- Directed by: Duane Graves; Justin Meeks;
- Written by: Kim Henkel;
- Produced by: Kim Henkel; Ian Henkel; Patrick Cassidy;
- Starring: Ali Faulkner; Johnny Walter; Derek Lee Nixon; Tory Taranova; Gregory Kelly; Phillip Wolf; Matt Hensarling; Sonny Carl Davis; Jack Lee; Tom Byrne; Tank Turner; Justin Meeks; Tony Wolford;
- Cinematography: Ricardo Diaz
- Edited by: Duane Graves;
- Music by: Josh Morrow;
- Distributed by: Phase 4 Films (North America)
- Release date: August 4, 2012 (Fantasia International Film Festival);
- Running time: 86 minutes
- Country: United States
- Language: English

= Butcher Boys =

Butcher Boys is a 2012 American horror cannibal film written and produced by Kim Henkel, who co-created 1974's The Texas Chain Saw Massacre with Tobe Hooper. The film was directed by Duane Graves and Justin Meeks. It was originally titled Boneboys.

The film was picked up by Phase 4 Films shortly after its world premiere at the 2012 Fantasia International Film Festival, and later made its US premiere at the 2012 Austin Film Festival. Phase 4 Films released the movie in theaters on September 6, 2013, under the tagline "You Are What You Eat." In 2016, PopHorror named it one of the "Top 10 Cannibal Themed Horror Movies of the 21st Century."

==Plot==
A group of Texas youths are celebrating a birthday at a posh San Antonio restaurant when they cross paths with a ravenous clan of cannibals called the Boneboys.
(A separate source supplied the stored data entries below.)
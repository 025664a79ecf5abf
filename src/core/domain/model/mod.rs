pub mod fault;
pub mod inventory;
pub mod managed_object;
pub mod report;
pub mod vsphere_connection;
pub mod vsphere_session;
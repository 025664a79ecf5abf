pub(crate) mod login_service;
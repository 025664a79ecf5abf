pub mod domain;
pub(crate) mod infrastructure;
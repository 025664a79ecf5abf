use crate::core::domain::error::ValidationError;

/// Header carrying the VI/JSON session token.
pub const SESSION_HEADER: &str = "vmware-api-session-id";

/// An opaque session token returned by `SessionManager.Login`.
#[derive(Clone, PartialEq)]
pub struct VsphereSessionId(String);

impl VsphereSessionId {
    /// Creates a new session id without validation.
    pub(crate) fn new_unchecked(id: String) -> Self {
        Self(id)
    }

    /// Returns the token as a string slice.
    #[must_use]
    pub fn as_str(&self) -> &str {
        &self.0
    }
}

impl std::fmt::Debug for VsphereSessionId {
    fn fmt(&self, f: &mut std::fmt::Formatter<'_>) -> std::fmt::Result {
        f.write_str("VsphereSessionId(***)")
    }
}

/// Validates a session token as received in the response header.
pub(crate) fn validate_session_id(id: &str) -> Result<(), ValidationError> {
    if id.is_empty() {
        return Err(ValidationError::Field {
            field: "session_id".to_string(),
            message: "Session id cannot be empty".to_string(),
        });
    }
    if !id.chars().all(|c| c.is_ascii_graphic()) {
        return Err(ValidationError::Format(
            "Session id must be printable ASCII without spaces".to_string(),
        ));
    }
    Ok(())
}
pub(crate) mod request;
pub(crate) mod response;
pub(crate) mod service;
Mercilessly stalked through the darkened streets of the city, the young revelers must fight back against their attackers with sheer ferocity in order to avoid having their bodies defiled, and their flesh devoured. Butcher Boys is described as an updating of Jonathan Swift's 1729 satirical essay A Modest Proposal, which suggested poor people sell their children to the rich as food. Writer Kim Henkel imagined the descendants of folks who actually took Swift up on his proposal.

==Production==
Kim Henkel originally wrote Butcher Boys in 2008 as a modern sequel to 1974's The Texas Chain Saw Massacre, which he co-created with Tobe Hooper. He later re-wrote Butcher Boys as a standalone film. Richard Whittaker of The Austin Chronicle wrote, "...a cannibal film, loosely adapted from Jonathan Swift's A Modest Proposal, in rural Texas? Hard not to see the connection."

Production took place in both Austin and San Antonio. It was directed and edited by two of Henkel's previous film students, Duane Graves and Justin Meeks, with whom he had collaborated in 2009 on the Bigfoot horror feature The Wild Man of the Navidad.

==Reception==

Reviews of the movie were polarized. Bloody Disgusting described it as "tainted meat you've tasted before." Evan Saathoff of Birth. Movies. Death. described it as "a strange, misguided film." ComingSoon.net explained "this is one of those films that will split people right down the middle. It may have nothing to offer some and others may find its madness exhilarating. The performances are certainly unhinged and played to perfection." Joel Harley of Horror DNA wrote "it's brutal, gory and disarmingly amusing, Butcher Boys is a fun film by The Texas Chain Saw Massacres less remembered co-creator and two exciting new directors." DVD Exotica proclaimed "Butcher Boys is not an official TCM movie in name. But it is absolutely, 100% the next chapter in the story." While Outlaw Vern concluded, "it's worth completist viewing for Chainsaw series fanatics like myself."